Минькин отец вблизи, в домашней обстановке, не выглядел уж таким странным, каким казался на улице: умытый, светлый, щупленький, беспокойный, с мальчишеским хохолком на макушке, с сухим, судорожным, вовсе не мальчишеским блеском в потемневших глазах. Он постоянно порывался помочь жене, но видел, что мешает, конфузился, впадал на минутку в уныние, но быстро веселел, снова начинал дергаться и суетиться.
Наконец он ломкими, неловкими пальцами раскупорил парадную бутылку и, рискованно балансируя, налил марочное вино — полную рюмочку жене, полную рюмочку себе, капнул на донышко Дюшке, капнул Миньке, чинно вытянулся, значительно прокашлялся:
— Мой сын! Все мы желаем тебе счастья.

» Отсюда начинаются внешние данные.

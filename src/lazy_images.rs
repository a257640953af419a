//! Deferred image loading for `img[data-src]`.

use crate::dom::Document;
use crate::observer::{IntersectionObserver, ObserverOptions};
use tracing::debug;

#[derive(Debug, Clone)]
pub struct LazyImageLoader {
    observer: Option<IntersectionObserver>,
}

impl LazyImageLoader {
    /// Observe every deferred image. Without intersection observation the
    /// images keep their deferred source.
    pub fn init(document: &Document) -> Self {
        if !document.window.supports_intersection_observer {
            return LazyImageLoader { observer: None };
        }
        let mut observer = IntersectionObserver::new(ObserverOptions::default());
        for image in document.query_all("img[data-src]") {
            observer.observe(image);
        }
        LazyImageLoader {
            observer: Some(observer),
        }
    }

    /// Load images that reached the viewport; each loads at most once.
    pub fn process(&mut self, document: &mut Document) -> usize {
        let Some(observer) = self.observer.as_mut() else {
            return 0;
        };
        let mut loaded = 0;
        for entry in observer.take_records(document) {
            if !entry.is_intersecting {
                continue;
            }
            let element = document.element_mut(entry.target);
            let source = element.attribute("data-src").unwrap_or_default().to_string();
            if source.is_empty() {
                continue;
            }
            debug!("Loading deferred image {}", source);
            element.set_attribute("src", &source);
            element.remove_class("lazy");
            observer.unobserve(entry.target);
            loaded += 1;
        }
        loaded
    }

    pub fn pending(&self) -> usize {
        self.observer
            .as_ref()
            .map(IntersectionObserver::observed_count)
            .unwrap_or(0)
    }
}
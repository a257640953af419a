//! Language registry: Single source of truth for the site's display languages.
//!
//! The site ships exactly two locales, English (canonical) and Hindi. The
//! registry is built once behind a `OnceLock` and never mutated afterwards.

use crate::i18n::strings::{LanguageStrings, ENGLISH_STRINGS, HINDI_STRINGS};
use std::sync::OnceLock;

/// Configuration for a supported language.
#[derive(Debug, Clone)]
pub struct LanguageConfig {
    /// Code used in `data-lang` / `data-lang-target` attributes (e.g., "en", "hi")
    pub code: &'static str,

    /// Native name of the language (e.g., "English", "हिन्दी"), used in logs
    pub native_name: &'static str,

    /// Whether this is the canonical language used as text fallback (only one should be true)
    pub is_canonical: bool,

    /// Localized user-facing strings for this language
    pub strings: &'static LanguageStrings,
}

/// Global language registry singleton.
pub struct LanguageRegistry {
    languages: Vec<LanguageConfig>,
}

static REGISTRY: OnceLock<LanguageRegistry> = OnceLock::new();

impl LanguageRegistry {
    /// Get the global language registry instance.
    pub fn get() -> &'static LanguageRegistry {
        REGISTRY.get_or_init(|| LanguageRegistry {
            languages: default_languages(),
        })
    }

    /// Get a language configuration by its code.
    ///
    /// # Returns
    /// * `Some(&LanguageConfig)` if the language exists
    /// * `None` if the language is not found
    pub fn get_by_code(&self, code: &str) -> Option<&LanguageConfig> {
        self.languages.iter().find(|lang| lang.code == code)
    }

    /// Get the canonical language configuration.
    ///
    /// # Panics
    /// Panics if no canonical language is found or if multiple canonical
    /// languages are defined (this indicates a configuration error).
    pub fn canonical(&self) -> &LanguageConfig {
        let canonical_langs: Vec<_> = self
            .languages
            .iter()
            .filter(|lang| lang.is_canonical)
            .collect();

        match canonical_langs.len() {
            0 => panic!("No canonical language found in registry"),
            1 => canonical_langs[0],
            _ => panic!("Multiple canonical languages found in registry"),
        }
    }
}

fn default_languages() -> Vec<LanguageConfig> {
    vec![
        LanguageConfig {
            code: "en",
            native_name: "English",
            is_canonical: true,
            strings: &ENGLISH_STRINGS,
        },
        LanguageConfig {
            code: "hi",
            native_name: "हिन्दी",
            is_canonical: false,
            strings: &HINDI_STRINGS,
        },
    ]
}
//! Language type: validated display-language representation.

use crate::i18n::{LanguageConfig, LanguageRegistry, LanguageStrings};
use anyhow::{bail, Result};
use std::fmt;

/// A validated language.
///
/// Only codes present in the registry can be constructed, so a
/// `Language` value is always one of the site's locales.
#[derive(Debug, Clone, Copy, PartialEq, Eq, Hash)]
pub struct Language {
    code: &'static str,
}

impl Language {
    pub const ENGLISH: Language = Language { code: "en" };

    pub const HINDI: Language = Language { code: "hi" };

    /// Create a Language from a language code string.
    ///
    /// # Returns
    /// * `Ok(Language)` if the code is registered
    /// * `Err` if the code is not found
    pub fn from_code(code: &str) -> Result<Language> {
        match LanguageRegistry::get().get_by_code(code) {
            Some(config) => Ok(Language { code: config.code }),
            None => bail!("Unknown language code: '{}'", code),
        }
    }

    /// The canonical language, used when a text is missing in another one.
    pub fn canonical() -> Language {
        let config = LanguageRegistry::get().canonical();
        Language { code: config.code }
    }

    pub fn code(&self) -> &'static str {
        self.code
    }

    /// Get the full language configuration from the registry.
    ///
    /// # Panics
    /// Panics if the language code is not found in the registry. This cannot
    /// happen for values built through `from_code` or the constants.
    pub fn config(&self) -> &'static LanguageConfig {
        LanguageRegistry::get()
            .get_by_code(self.code)
            .expect("Language code should always be valid")
    }

    pub fn native_name(&self) -> &'static str {
        self.config().native_name
    }

    pub fn strings(&self) -> &'static LanguageStrings {
        self.config().strings
    }
}

impl Default for Language {
    fn default() -> Self {
        Language::canonical()
    }
}

impl fmt::Display for Language {
    fn fmt(&self, f: &mut fmt::Formatter<'_>) -> fmt::Result {
        f.write_str(self.code)
    }
}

А что это такое, сын?..
Минька кинул взгляд на мать, и щербинка в зубах исчезла, он поежился и стал медленно клониться к столу. А мать — ничего, сидела с высоко поднятой головой, глядела прямо перед собой, и белое лицо ее было спокойно.
— Ты радуешься новой куртке, сын. Радуйся, но помни — ни куртка, ни любая другая вещь не делает человека счастливым. Люди наделали много вещей, полезных, помогающих удобно жить, но счастливей от этого не стали…
— Никита…
Мать по-прежнему глядела перед собой со спокойным лицом.
— А что?.. Разве я что-нибудь?
— Хоть сегодня-то не заумничай, Никита. Дети же перед тобой. Что они поймут?
И Минькин отец загляделся в свою рюмку, в красные отсветы тяжелого вина.
— Да… — сказал он. — Да… Так выпьем… Выпьем, сын, за то, чего не было никогда у твоего отца — за уважение.
Опрокинул в себя рюмку, сел, и хохолок бесцветных волос потерянно торчал на его макушке.